Ken Steele’s 10th annual higher ed “year in review” looks back at 2016 and sums up the major news and trends shaping the postsecondary landscape in just 6 words.
In part 1, he reviews the many tragedies of 2016, from the loss of famous celebrities and great thinkers to Zika and Brangelina. 2016 was a year that left many feeling adrift, and the surge towards populism gave us Brexit, Trump, and Boaty McBoatface.
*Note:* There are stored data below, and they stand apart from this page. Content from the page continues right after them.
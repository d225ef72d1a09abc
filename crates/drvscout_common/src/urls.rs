//! Search URL construction.
//!
//! One query token (a driver or module name) is percent-encoded and
//! substituted into three fixed templates: kernel code search on the
//! torvalds/linux mirror, the lore.kernel.org LKML archive, and the
//! patchew patch tracker scoped to the linux project.

const GITHUB_CODE_SEARCH: &str =
    "https://github.com/search?q=repo%3Atorvalds%2Flinux+{query}&type=code";
const LKML_SEARCH: &str = "https://lore.kernel.org/lkml/?q={query}";
const PATCHEW_SEARCH: &str = "https://patchew.org/search?q=project%3Alinux+{query}";

/// The three lookup URLs built for one driver or module name.
#[derive(Debug, Clone, PartialEq, Eq)]
pub struct SearchUrls {
    pub patchwork: String,
    pub github: String,
    pub lkml: String,
}

impl SearchUrls {
    /// Build all three URLs for `name`.
    pub fn for_name(name: &str) -> Self {
        let query = urlencoding::encode(name);
        Self {
            patchwork: PATCHEW_SEARCH.replace("{query}", &query),
            github: GITHUB_CODE_SEARCH.replace("{query}", &query),
            lkml: LKML_SEARCH.replace("{query}", &query),
        }
    }
}

#[cfg(test)]
mod tests {
    use super::*;

    #[test]
    fn plain_name_lands_verbatim_in_all_templates() {
        let urls = SearchUrls::for_name("i915");
        assert_eq!(
            urls.github,
            "https://github.com/search?q=repo%3Atorvalds%2Flinux+i915&type=code"
        );
        assert_eq!(urls.lkml, "https://lore.kernel.org/lkml/?q=i915");
        assert_eq!(
            urls.patchwork,
            "https://patchew.org/search?q=project%3Alinux+i915"
        );
    }

    #[test]
    fn underscore_and_hyphen_survive_encoding() {
        // Both are RFC 3986 unreserved; the query must keep them readable.
        let urls = SearchUrls::for_name("snd_hda_intel");
        assert!(urls.lkml.ends_with("?q=snd_hda_intel"));

        let urls = SearchUrls::for_name("hid-generic");
        assert!(urls.github.contains("+hid-generic&type=code"));
    }

    #[test]
    fn reserved_characters_are_percent_encoded() {
        let urls = SearchUrls::for_name("odd/name+1");
        assert!(urls.lkml.ends_with("?q=odd%2Fname%2B1"));
        assert!(!urls.lkml.contains("odd/name"));
    }
}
Plenty of trends we identified in previous years continued in 2016, from gender equity and sexual assault protocols to political correctness, indigenous content and “peak campus”. But in this episode, we look at a major disaster and an emerging trend that defined the year that was:
The biggest news story in Canada was unquestionably the Fort MacMurray wildfire, which swept through 1.5 million acres in northern Alberta. It caused the emergency evacuation of all 88,000 residents in town, destroyed 2,400 homes, and caused about $9 billion in damage. Keyano College was fortunate, in that its campuses escaped structural damage, but smoke remediation still cost about $15 million. Canada is still feeling the economic and labour market impacts of the disaster.
Momentum towards free tuition programs has been building across North America for several years. In 2014, the “Tennessee Promise” offered students 2 years of community college for zero tuition. In 2015, President Obama proposed a $60 billion “American College Promise” program, and Minnesota and Oregon approved plans of their own. In 2016, Kentucky followed suit, and Bernie Sanders pushed for free university tuition as well.
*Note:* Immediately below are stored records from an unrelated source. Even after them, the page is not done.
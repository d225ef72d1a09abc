//! drvscout - enumerate kernel drivers and modules with upstream search links.
//!
//! Walks the sysfs bus tree, lists loaded modules, and mines the boot log
//! for driver names, printing one table per source with ready-to-open
//! search URLs for each driver.

use anyhow::Result;
use clap::Parser;
use owo_colors::OwoColorize;
use tracing::{debug, warn};

use drvscout::report;
use drvscout_common::kernel_log::KernelLog;
use drvscout_common::privilege;

#[derive(Parser)]
#[command(name = "drvscout")]
#[command(version)]
#[command(
    about = "Enumerate active kernel drivers, loaded modules, and boot-log driver mentions, \
             with upstream search links for each name",
    long_about = None
)]
struct Cli {}

fn main() -> Result<()> {
    tracing_subscriber::fmt()
        .with_env_filter(
            tracing_subscriber::EnvFilter::try_from_default_env()
                .unwrap_or_else(|_| tracing_subscriber::EnvFilter::new("warn")),
        )
        .with_writer(std::io::stderr)
        .init();

    let _cli = Cli::parse();

    // Reading the kernel ring buffer needs root on most distributions.
    if !privilege::is_root() {
        println!("{}", "🛑 This tool requires root privileges.".red().bold());
        println!("   Please run with sudo to read 'dmesg' logs for complete information.");
        println!("   Example: sudo drvscout");
        std::process::exit(1);
    }

    // One snapshot, shared by the active-driver and boot-log sections.
    let log = match KernelLog::capture() {
        Ok(log) => log,
        Err(err) => {
            warn!("kernel log capture failed: {err}");
            println!(
                "{}",
                "Warning: Could not run 'dmesg'. Log output will be unavailable.".yellow()
            );
            KernelLog::default()
        }
    };
    debug!("captured {} kernel log lines", log.line_count());

    report::active_drivers(&log);
    report::loaded_modules();
    report::bootlog_drivers(&log);

    Ok(())
}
In Canada, Quebec CÉGEPs have been offering free tuition for 50 years now, but in 2016 Ontario and New Brunswick launched new programs. The Canadian Federation of Students published a report calling for “education justice,” and calculating that it would cost the federal government $10.2 billion. CFS staged a day of protest in early November.
Next time, in part 2, we’ll look at the global shift towards populism, protectionism, and a post-truth distrust of intellectuals. The trends pose major challenges, and some opportunities, to higher education.
Stay tuned until after the closing credits for some bloopers!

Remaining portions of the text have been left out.